The world of social sharing is far bigger than that considered in most digital media plans, a world that could help offset digital overload, and a world that could amplify a marketer’s content to a much wider audience. However, breaking through the digital clutter and leveraging dark social means that brands have to be more remarkable, more emotional and more useful than ever before – otherwise people will pass them by and share the latest post from Grumpy Cat.

New school social marketing campaigns

Increasingly, brands are seeking to leverage the power of social media platforms using a new school media model. Unlike the traditional digital model that buys impressions the new media model creates content – a cause, event or happening – that is so noteworthy people want to talk about it. Once social coverage starts to trend, traditional news media, addicted to Twitter, jump on the bandwagon and amplify the campaign. Even so it is unlikely that a socially led campaign will achieve its full effect without paid media. Brands will still need to invest in above-the-line media spend to ensure reach but can do so knowing that the campaign idea resonates. Moreover, consumer-generated content can help fuel the broadcast advertising. In the UK, mobile provider, Three used customer’s selfies entered into a competition to provide the content for an effective TV campaign titled, “Stop Holiday Spam.”
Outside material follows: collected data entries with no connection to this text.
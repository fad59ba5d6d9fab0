pub mod api; // Screen API for the web view
pub mod catalog;
pub mod config;
pub mod core_state; // Transport-agnostic state
pub mod doctor; // AI Doctor: diagnosis request builder
pub mod home;
pub mod models;
pub mod prediction; // Prediction service client
pub mod profile;

use std::sync::Arc;

use tracing_subscriber::EnvFilter;

#[derive(Debug, thiserror::Error)]
pub enum StartupError {
    #[error(transparent)]
    Config(#[from] config::ConfigError),
    #[error("Cannot create prediction client: {0}")]
    Prediction(#[from] prediction::PredictionError),
    #[error(transparent)]
    Server(#[from] api::ServerError),
    #[error("Failed to listen for shutdown signal: {0}")]
    Signal(#[source] std::io::Error),
}

/// Start eMedic: logging, configuration, prediction client, screen API.
/// Runs until Ctrl-C.
pub async fn run() -> Result<(), StartupError> {
    tracing_subscriber::fmt()
        .with_env_filter(
            EnvFilter::try_from_default_env()
                .unwrap_or_else(|_| EnvFilter::new(config::default_log_filter())),
        )
        .init();

    tracing::info!("eMedic starting v{}", config::APP_VERSION);

    let app_config = config::AppConfig::from_env()?;
    let predictor = prediction::HttpPredictionClient::default_local()?;
    tracing::info!(url = predictor.url(), "Prediction service configured");

    let core = Arc::new(core_state::CoreState::new(Arc::new(predictor)));
    let mut server = api::start_screen_api_server(core, app_config.api_addr).await?;
    tracing::info!(addr = %server.info.server_addr, "Screen API ready");

    tokio::signal::ctrl_c().await.map_err(StartupError::Signal)?;
    server.shutdown();
    tracing::info!("eMedic stopped");
    Ok(())
}
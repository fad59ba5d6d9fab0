use async_trait::async_trait;

use super::types::{PredictionRequest, PredictionResponse};
use super::{PredictionClient, PredictionError};
use crate::config;

/// HTTP client for the prediction service.
///
/// No request timeout is set: a pending prediction resolves or fails on the
/// network stack's and the service's own limits.
#[derive(Debug, Clone)]
pub struct HttpPredictionClient {
    url: String,
    client: reqwest::Client,
}

impl HttpPredictionClient {
    /// Create a client posting to `url`.
    pub fn new(url: &str) -> Result<Self, PredictionError> {
        // The service runs next to the app; never route it through a proxy.
        let client = reqwest::Client::builder()
            .no_proxy()
            .build()
            .map_err(|e| PredictionError::HttpClient(e.to_string()))?;

        Ok(Self {
            url: url.to_string(),
            client,
        })
    }

    /// The service the predictor screen talks to.
    pub fn default_local() -> Result<Self, PredictionError> {
        Self::new(config::PREDICT_URL)
    }

    pub fn url(&self) -> &str {
        &self.url
    }
}

#[async_trait]
impl PredictionClient for HttpPredictionClient {
    async fn predict(
        &self,
        request: &PredictionRequest,
    ) -> Result<PredictionResponse, PredictionError> {
        tracing::debug!(url = %self.url, disease = %request.disease, "Sending prediction request");

        let response = self
            .client
            .post(&self.url)
            .json(request)
            .send()
            .await
            .map_err(|e| {
                if e.is_connect() {
                    PredictionError::Connection(self.url.clone())
                } else {
                    PredictionError::HttpClient(e.to_string())
                }
            })?;

        let status = response.status();
        let body = response
            .text()
            .await
            .map_err(|e| PredictionError::HttpClient(e.to_string()))?;

        if !status.is_success() {
            // An explained failure is reported as such, whatever the status.
            if let Ok(parsed) = serde_json::from_str::<PredictionResponse>(&body) {
                if let Some(message) = parsed.service_error() {
                    return Err(PredictionError::Service(message.to_string()));
                }
            }
            return Err(PredictionError::Status {
                status: status.as_u16(),
                body,
            });
        }

        serde_json::from_str(&body).map_err(|e| PredictionError::ResponseParsing(e.to_string()))
    }
}
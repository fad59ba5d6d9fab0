//! Screen API.
//!
//! Exposes the predictor, home and profile screens as HTTP endpoints for
//! the web view. Routes are nested under `/api/` behind an access-log
//! middleware and a CORS layer.
//!
//! The router is composable: `screen_api_router()` returns a `Router`
//! that can be mounted on any axum server instance.

pub mod endpoints;
pub mod error;
pub mod middleware;
pub mod router;
pub mod server;
pub mod types;

pub use router::screen_api_router;
pub use server::{start_screen_api_server, ScreenApiServer, ServerError, ServerInfo};
pub use types::ApiContext;
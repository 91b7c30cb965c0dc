#![deny(missing_docs)]

//! Entry point attributes for serverless functions.
//!
//! An asynchronous `main` annotated with `#[function]` must accept an event
//! argument of a type which implements [`serde::Deserialize`], a
//! `nowfn_runtime::Context`, and return a `Result<B, E>`, where `B` implements
//! [`serde::Serialize`] and `E` is any type that implements
//! `Into<Box<dyn std::error::Error + Send + Sync + 'static>>`.
//!
//! With `#[function(http)]` the event is an `nowfn_http::Request` and `B` is
//! anything implementing `nowfn_http::IntoResponse`.

extern crate proc_macro;

use proc_macro::TokenStream;
use quote::quote_spanned;
use syn::{spanned::Spanned, AttributeArgs, FnArg, ItemFn, Meta, NestedMeta};

/// Return true if attribute macro args declares http flavor in the form `#[function(http)]`
fn is_http(args: &AttributeArgs) -> bool {
    args.iter().any(|arg| match arg {
        NestedMeta::Meta(Meta::Path(path)) => path.is_ident("http"),
        _ => false,
    })
}

#[proc_macro_attribute]
/// Wrap an async main function into the function runtime
pub fn function(attr: TokenStream, item: TokenStream) -> TokenStream {
    let input = syn::parse_macro_input!(item as ItemFn);
    let args = syn::parse_macro_input!(attr as AttributeArgs);
    let ret = &input.sig.output;
    let name = &input.sig.ident;
    let body = &input.block;
    let attrs = &input.attrs;
    let asyncness = &input.sig.asyncness;
    let inputs = &input.sig.inputs;

    if name != "main" {
        let tokens = quote_spanned! { name.span() =>
            compile_error!("only the main function can be tagged with #[function]");
        };
        return TokenStream::from(tokens);
    }

    if asyncness.is_none() {
        let tokens = quote_spanned! { input.span() =>
          compile_error!("the async keyword is missing from the function declaration");
        };
        return TokenStream::from(tokens);
    }

    if inputs.len() != 2 {
        let tokens = quote_spanned! { inputs.span() =>
            compile_error!("The #[function] macro expects two arguments: a triggered event and the invocation context.");
        };
        return TokenStream::from(tokens);
    }

    let mut typed = Vec::with_capacity(2);
    for arg in inputs.iter() {
        match arg {
            FnArg::Typed(arg) => typed.push(arg),
            FnArg::Receiver(_) => {
                let tokens = quote_spanned! { arg.span() =>
                    compile_error!("fn main's arguments must be fully formed");
                };
                return TokenStream::from(tokens);
            }
        }
    }
    let (event_name, event_type) = (&typed[0].pat, &typed[0].ty);
    let (context_name, context_type) = (&typed[1].pat, &typed[1].ty);

    let result = if is_http(&args) {
        quote_spanned! { input.span() =>

            #(#attrs)*
            #asyncness fn main() {
                async fn actual(#event_name: #event_type, #context_name: #context_type) #ret #body

                let f = nowfn_http::handler(actual);
                nowfn_http::runtime::run(f).await.unwrap();
            }
        }
    } else {
        quote_spanned! { input.span() =>

            #(#attrs)*
            #asyncness fn main() {
                async fn actual(#event_name: #event_type, #context_name: #context_type) #ret #body

                let f = nowfn_runtime::handler_fn(actual);
                nowfn_runtime::run(f).await.unwrap();
            }
        }
    };

    result.into()
}
//! Per-request handlers that answer by HTTP method.
use crate::{runtime::Error, Body, Context, Handler, Request};
use futures_util::future::{self, Ready};
use http::{header::CONTENT_TYPE, Method, Response, StatusCode};
use std::{fmt, marker::PhantomData};

/// A handler that is constructed fresh for every request and dispatches on
/// the request method.
///
/// Every method defaults to a `501 Not Implemented` response, so
/// implementors override only the methods they serve. Because a new value is
/// built per request, implementors never observe state from earlier requests.
pub trait MethodHandler: Default {
    /// Handle a `GET` request.
    fn get(&mut self, request: Request) -> Result<Response<Body>, Error> {
        Ok(unsupported(request.method()))
    }

    /// Handle a `HEAD` request.
    fn head(&mut self, request: Request) -> Result<Response<Body>, Error> {
        Ok(unsupported(request.method()))
    }

    /// Handle a `POST` request.
    fn post(&mut self, request: Request) -> Result<Response<Body>, Error> {
        Ok(unsupported(request.method()))
    }

    /// Handle a `PUT` request.
    fn put(&mut self, request: Request) -> Result<Response<Body>, Error> {
        Ok(unsupported(request.method()))
    }

    /// Handle a `PATCH` request.
    fn patch(&mut self, request: Request) -> Result<Response<Body>, Error> {
        Ok(unsupported(request.method()))
    }

    /// Handle a `DELETE` request.
    fn delete(&mut self, request: Request) -> Result<Response<Body>, Error> {
        Ok(unsupported(request.method()))
    }

    /// Handle an `OPTIONS` request.
    fn options(&mut self, request: Request) -> Result<Response<Body>, Error> {
        Ok(unsupported(request.method()))
    }
}

/// Returns a [`Handler`] that builds a new `H` for every request.
pub fn per_request<H: MethodHandler>() -> PerRequest<H> {
    PerRequest { _handler: PhantomData }
}

/// A [`Handler`] that builds a new [`MethodHandler`] for every request.
///
/// Users should use the [`per_request`] function to construct one.
pub struct PerRequest<H> {
    _handler: PhantomData<fn() -> H>,
}

impl<H> fmt::Debug for PerRequest<H> {
    fn fmt(&self, f: &mut fmt::Formatter<'_>) -> fmt::Result {
        f.debug_struct("PerRequest")
            .field("handler", &std::any::type_name::<H>())
            .finish()
    }
}

impl<H> Handler for PerRequest<H>
where
    H: MethodHandler,
{
    type Error = Error;
    type Response = Response<Body>;
    type Fut = Ready<Result<Response<Body>, Error>>;

    fn call(&mut self, request: Request, _: Context) -> Self::Fut {
        let mut handler = H::default();
        let method = request.method().clone();
        let response = match method {
            Method::GET => handler.get(request),
            Method::HEAD => handler.head(request),
            Method::POST => handler.post(request),
            Method::PUT => handler.put(request),
            Method::PATCH => handler.patch(request),
            Method::DELETE => handler.delete(request),
            Method::OPTIONS => handler.options(request),
            _ => Ok(unsupported(&method)),
        };
        future::ready(response)
    }
}

fn unsupported(method: &Method) -> Response<Body> {
    let mut response = Response::new(Body::from(format!("Unsupported method ('{}')", method)));
    *response.status_mut() = StatusCode::NOT_IMPLEMENTED;
    response
        .headers_mut()
        .insert(CONTENT_TYPE, http::HeaderValue::from_static("text/plain; charset=utf-8"));
    response
}
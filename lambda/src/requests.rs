use crate::{types::Diagnostic, Error};
use http::{Method, Request, Uri};
use hyper::Body;
use serde::Serialize;

const USER_AGENT: &str = concat!("nowfn_runtime/", env!("CARGO_PKG_VERSION"));

pub(crate) trait IntoRequest {
    fn into_req(self) -> Result<Request<Body>, Error>;
}

// /runtime/invocation/next
#[derive(Debug, PartialEq)]
pub(crate) struct NextEventRequest;

impl IntoRequest for NextEventRequest {
    fn into_req(self) -> Result<Request<Body>, Error> {
        let req = Request::builder()
            .method(Method::GET)
            .uri(Uri::from_static("/2018-06-01/runtime/invocation/next"))
            .header("user-agent", USER_AGENT)
            .body(Body::empty())?;
        Ok(req)
    }
}

// /runtime/invocation/{AwsRequestId}/response
pub(crate) struct EventCompletionRequest<'a, T> {
    pub(crate) request_id: &'a str,
    pub(crate) body: T,
}

impl<'a, T> IntoRequest for EventCompletionRequest<'a, T>
where
    T: Serialize,
{
    fn into_req(self) -> Result<Request<Body>, Error> {
        let uri = format!("/2018-06-01/runtime/invocation/{}/response", self.request_id);
        let uri = Uri::from_maybe_shared(uri)?;
        let body = serde_json::to_vec(&self.body)?;
        let req = Request::builder()
            .method(Method::POST)
            .uri(uri)
            .header("user-agent", USER_AGENT)
            .header("content-type", "application/json")
            .body(Body::from(body))?;
        Ok(req)
    }
}

// /runtime/invocation/{AwsRequestId}/error
pub(crate) struct EventErrorRequest<'a> {
    pub(crate) request_id: &'a str,
    pub(crate) diagnostic: Diagnostic,
}

impl<'a> IntoRequest for EventErrorRequest<'a> {
    fn into_req(self) -> Result<Request<Body>, Error> {
        let uri = format!("/2018-06-01/runtime/invocation/{}/error", self.request_id);
        let uri = Uri::from_maybe_shared(uri)?;
        let body = serde_json::to_vec(&self.diagnostic)?;
        let req = Request::builder()
            .method(Method::POST)
            .uri(uri)
            .header("user-agent", USER_AGENT)
            .header("content-type", "application/json")
            .header("lambda-runtime-function-error-type", "unhandled")
            .body(Body::from(body))?;
        Ok(req)
    }
}
//! Invocation event adaptations
//!
//! The host wraps every HTTP request in an invocation event. Its `body` is a
//! JSON document describing the request (method, path, headers and an
//! optionally base64 encoded body), which is converted here into an
//! `http::Request<Body>`. Query string parameters and the client address are
//! exposed through [`RequestExt`](crate::RequestExt).
use crate::{
    ext::{QueryStringParameters, RemoteAddr},
    strmap::StrMap,
    Body,
};
use http::header::{HeaderMap, HeaderName, HeaderValue, HOST};
use serde::Deserialize;
use std::{collections::HashMap, io::Read};

/// An invocation event as delivered by the host.
///
/// Only `body` is read; the host may send other fields alongside it.
#[derive(Deserialize, Debug, Clone)]
pub struct InvocationEvent {
    /// The JSON encoded [`RequestPayload`].
    pub body: String,
}

/// The HTTP request described by an invocation event.
#[doc(hidden)]
#[derive(Deserialize, Debug, Clone)]
pub struct RequestPayload {
    pub method: String,
    pub path: String,
    #[serde(default)]
    pub headers: HashMap<String, HeaderValues>,
    #[serde(default)]
    pub encoding: Option<String>,
    #[serde(default)]
    pub body: Option<String>,
    #[serde(default, rename = "true-client-ip")]
    pub true_client_ip: Option<String>,
}

/// Header values are sent as a plain string, or as a list when repeated.
#[doc(hidden)]
#[derive(Deserialize, Debug, Clone)]
#[serde(untagged)]
pub enum HeaderValues {
    One(String),
    Many(Vec<String>),
}

impl HeaderValues {
    fn iter(&self) -> impl Iterator<Item = &str> {
        let values: &[String] = match self {
            HeaderValues::One(value) => std::slice::from_ref(value),
            HeaderValues::Many(values) => values,
        };
        values.iter().map(String::as_str)
    }
}

/// Errors raised while turning an invocation event into a request.
#[derive(thiserror::Error, Debug)]
pub enum RequestError {
    /// The event body is not a valid request payload
    #[error("invalid request payload: {0}")]
    Payload(#[from] serde_json::Error),
    /// The payload names a method `http` can't represent
    #[error("invalid request method: {0}")]
    Method(#[from] http::method::InvalidMethod),
    /// A header name or value is not valid HTTP
    #[error("invalid request header {0}")]
    Header(String),
    /// The payload path is not absolute
    #[error("invalid request path {0:?}: expected a leading '/'")]
    Path(String),
    /// The request could not be assembled, typically due to the path
    #[error("invalid request: {0}")]
    Http(#[from] http::Error),
    /// The payload claims base64 encoding but the body isn't
    #[error("invalid base64 request body: {0}")]
    Base64(#[from] base64::DecodeError),
}

impl InvocationEvent {
    /// Decodes the payload carried by this event into an `http::Request`.
    pub fn into_request(self) -> Result<crate::Request, RequestError> {
        let payload: RequestPayload = serde_json::from_str(&self.body)?;
        payload.into_request()
    }
}

impl RequestPayload {
    pub(crate) fn into_request(self) -> Result<crate::Request, RequestError> {
        let method = http::Method::from_bytes(self.method.as_bytes())?;
        let headers = into_header_map(&self.headers)?;
        if !self.path.starts_with('/') {
            return Err(RequestError::Path(self.path));
        }

        let uri = {
            let scheme = first(&headers, x_forwarded_proto()).unwrap_or("http");
            let host = first(&headers, HOST).unwrap_or("lambda");
            format!("{}://{}{}", scheme, host, self.path)
        };
        let remote_addr = first(&headers, x_forwarded_for())
            .or_else(|| first(&headers, x_real_ip()))
            .map(str::to_owned)
            .or(self.true_client_ip);

        let body = match (self.body, self.encoding.as_deref()) {
            (None, _) => Body::Empty,
            (Some(body), _) if body.is_empty() => Body::Empty,
            (Some(body), Some("base64")) => Body::Binary(base64::decode(body)?),
            (Some(body), _) => Body::Text(body),
        };

        let mut builder = http::Request::builder().method(method).uri(uri);
        if let Some(remote_addr) = remote_addr {
            builder = builder.extension(RemoteAddr(remote_addr));
        }
        let mut req = builder.body(body)?;

        let query = req
            .uri()
            .query()
            .map(|query| serde_urlencoded::from_str::<Vec<(String, String)>>(query).unwrap_or_default())
            .unwrap_or_default();
        req.extensions_mut()
            .insert(QueryStringParameters(query.into_iter().collect::<StrMap>()));

        // no builder method that sets headers in batch
        *req.headers_mut() = headers;

        Ok(req)
    }
}

fn into_header_map(headers: &HashMap<String, HeaderValues>) -> Result<HeaderMap, RequestError> {
    let mut map = HeaderMap::with_capacity(headers.len());
    for (name, values) in headers {
        let header_name =
            HeaderName::from_bytes(name.as_bytes()).map_err(|_| RequestError::Header(name.clone()))?;
        for value in values.iter() {
            let value = HeaderValue::from_bytes(value.as_bytes()).map_err(|_| RequestError::Header(name.clone()))?;
            map.append(header_name.clone(), value);
        }
    }
    Ok(map)
}

fn first<K: http::header::AsHeaderName>(headers: &HeaderMap, name: K) -> Option<&str> {
    headers.get(name).and_then(|value| value.to_str().ok())
}

/// Deserializes a `Request` from a `Read` impl providing a JSON invocation event.
///
/// # Example
///
/// ```rust,no_run
/// use nowfn_http::request::from_reader;
/// use std::fs::File;
/// use std::error::Error;
///
/// fn main() -> Result<(), Box<dyn Error>> {
///     let request = from_reader(
///         File::open("path/to/event.json")?
///     )?;
///     Ok(println!("{:#?}", request))
/// }
/// ```
pub fn from_reader<R>(rdr: R) -> Result<crate::Request, RequestError>
where
    R: Read,
{
    let event: InvocationEvent = serde_json::from_reader(rdr)?;
    event.into_request()
}

/// Deserializes a `Request` from a string of JSON invocation event text.
///
/// # Example
///
/// ```rust,no_run
/// use nowfn_http::request::from_str;
/// use std::error::Error;
///
/// fn main() -> Result<(), Box<dyn Error>> {
///     let request = from_str(
///         r#"{ ...raw json here... }"#
///     )?;
///     Ok(println!("{:#?}", request))
/// }
/// ```
pub fn from_str(s: &str) -> Result<crate::Request, RequestError> {
    let event: InvocationEvent = serde_json::from_str(s)?;
    event.into_request()
}

fn x_forwarded_proto() -> HeaderName {
    HeaderName::from_static("x-forwarded-proto")
}

fn x_forwarded_for() -> HeaderName {
    HeaderName::from_static("x-forwarded-for")
}

fn x_real_ip() -> HeaderName {
    HeaderName::from_static("x-real-ip")
}

#[cfg(test)]
mod tests {
    use super::*;
    use crate::RequestExt;
    use serde_json::json;

    fn request(payload: serde_json::Value) -> crate::Request {
        let event = json!({ "Action": "Invoke", "body": payload.to_string() });
        from_str(&event.to_string()).expect("failed to build request")
    }

    #[test]
    fn builds_request_from_payload() {
        let req = request(json!({
            "method": "POST",
            "path": "/api/greet?lang=en&lang=fr",
            "headers": {
                "host": "example.com",
                "x-forwarded-proto": "https",
                "content-type": "application/json"
            },
            "body": "{\"name\":\"名前\"}"
        }));

        assert_eq!(req.method(), http::Method::POST);
        assert_eq!(req.uri().to_string(), "https://example.com/api/greet?lang=en&lang=fr");
        assert_eq!(req.headers()["content-type"], "application/json");
        assert_eq!(req.query_string_parameters().get_all("lang"), Some(vec!["en", "fr"]));
        match req.body() {
            Body::Text(text) => assert_eq!(text, "{\"name\":\"名前\"}"),
            _ => panic!("expected a text body"),
        }
    }

    #[test]
    fn defaults_scheme_and_host() {
        let req = request(json!({ "method": "GET", "path": "/" }));
        assert_eq!(req.uri().to_string(), "http://lambda/");
        assert!(matches!(req.body(), Body::Empty));
        assert!(req.query_string_parameters().is_empty());
        assert_eq!(req.remote_addr(), None);
    }

    #[test]
    fn decodes_base64_bodies() {
        let req = request(json!({
            "method": "POST",
            "path": "/",
            "headers": {},
            "encoding": "base64",
            "body": base64::encode("🎉".as_bytes())
        }));
        match req.body() {
            Body::Binary(bytes) => assert_eq!(bytes.as_slice(), "🎉".as_bytes()),
            _ => panic!("expected a binary body"),
        }
    }

    #[test]
    fn rejects_invalid_base64() {
        let event = json!({
            "body": json!({ "method": "POST", "path": "/", "encoding": "base64", "body": "***" }).to_string()
        });
        assert!(matches!(from_str(&event.to_string()), Err(RequestError::Base64(_))));
    }

    #[test]
    fn rejects_invalid_payload() {
        let event = json!({ "body": "{\"path\": \"/\"}" });
        assert!(matches!(from_str(&event.to_string()), Err(RequestError::Payload(_))));
    }

    #[test]
    fn rejects_invalid_method() {
        let event = json!({ "body": json!({ "method": "GE T", "path": "/" }).to_string() });
        assert!(matches!(from_str(&event.to_string()), Err(RequestError::Method(_))));
    }

    #[test]
    fn rejects_invalid_uri() {
        let event = json!({ "body": json!({ "method": "GET", "path": "/a b" }).to_string() });
        assert!(matches!(from_str(&event.to_string()), Err(RequestError::Http(_))));
    }

    #[test]
    fn rejects_relative_paths() {
        let event = json!({ "body": json!({ "method": "GET", "path": "api" }).to_string() });
        match from_str(&event.to_string()) {
            Err(RequestError::Path(path)) => assert_eq!(path, "api"),
            other => panic!("expected a path error, got {:?}", other),
        }
    }

    #[test]
    fn rejects_invalid_header() {
        let value = json!({ "body": json!({
            "method": "GET",
            "path": "/",
            "headers": { "x-name": "line\nbreak" }
        }).to_string() });
        match from_str(&value.to_string()) {
            Err(RequestError::Header(name)) => assert_eq!(name, "x-name"),
            other => panic!("expected a header error, got {:?}", other),
        }

        let name = json!({ "body": json!({
            "method": "GET",
            "path": "/",
            "headers": { "bad name": "value" }
        }).to_string() });
        assert!(matches!(from_str(&name.to_string()), Err(RequestError::Header(_))));
    }

    #[test]
    fn reads_events_from_readers() {
        let event = json!({ "body": json!({ "method": "POST", "path": "/greet", "body": "{}" }).to_string() });
        let bytes = event.to_string().into_bytes();
        let req = from_reader(bytes.as_slice()).expect("failed to read request");
        assert_eq!(req.method(), http::Method::POST);
        assert_eq!(req.uri().path(), "/greet");

        assert!(matches!(from_reader(&b"{"[..]), Err(RequestError::Payload(_))));
    }

    #[test]
    fn keeps_repeated_headers() {
        let req = request(json!({
            "method": "GET",
            "path": "/",
            "headers": { "accept": ["text/html", "application/json"] }
        }));
        let accept: Vec<_> = req.headers().get_all("accept").iter().collect();
        assert_eq!(accept, vec!["text/html", "application/json"]);
    }

    #[test]
    fn resolves_remote_addr() {
        let forwarded = request(json!({
            "method": "GET",
            "path": "/",
            "headers": { "x-forwarded-for": "10.0.0.1", "x-real-ip": "10.0.0.2" },
            "true-client-ip": "10.0.0.3"
        }));
        assert_eq!(forwarded.remote_addr(), Some("10.0.0.1"));

        let real = request(json!({
            "method": "GET",
            "path": "/",
            "headers": { "x-real-ip": "10.0.0.2" },
            "true-client-ip": "10.0.0.3"
        }));
        assert_eq!(real.remote_addr(), Some("10.0.0.2"));

        let client = request(json!({ "method": "GET", "path": "/", "true-client-ip": "10.0.0.3" }));
        assert_eq!(client.remote_addr(), Some("10.0.0.3"));
    }
}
Big ideas are even more important

However, the bar for social success is set very high. A brand must create something truly remarkable, emotional or useful in order to be able to break through the clutter and make an impression. Brands like Volvo Trucks with their Epic Stunts series, and Always with #LikeaGirl have been very successful in creating content that people want to talk about and share. One is a remarkable demonstration of Volvo’s confidence in its product; the other is an emotional call to empower young women. Other brands have chosen to create events to spark consumer engagement. Carling Black Label in South Africa chose to let fans “Be the Coach” in support of its positioning as a champion beer for champion men. Walker’s crisps in the UK chose to make the sleepy town of Sandwich more exciting with surprise celebrity events to demonstrate how their crisps make any sandwich better. Other brands like Australian optician OPSM chose to be useful; – they developed a book and an app to test kids’ eyes as they read with their parents.

Consumer insight can help ensure effectiveness

Big ideas are no longer the domain of just TV campaigns. In fact, when it comes to socially-led campaigns big ideas are more important than ever. But big ideas are by nature creative and risky. We hear about the campaigns that succeeded not the ones that crashed and burned at launch.

All big ideas rely on some transformative insight that will allow a brand to unlock new value from customers and consumers. This is where good consumer research can really make a difference, helping to ensure that marketers see the world through their consumers’ eyes and ensuring that the big idea fits with the brand and resonates with the target audience. Good research helps at every stage of the creative development and media planning process but its biggest contribution might be unlocking the true power of creativity with a great insight that makes more people want to buy a brand, and be more willing to pay the price asked.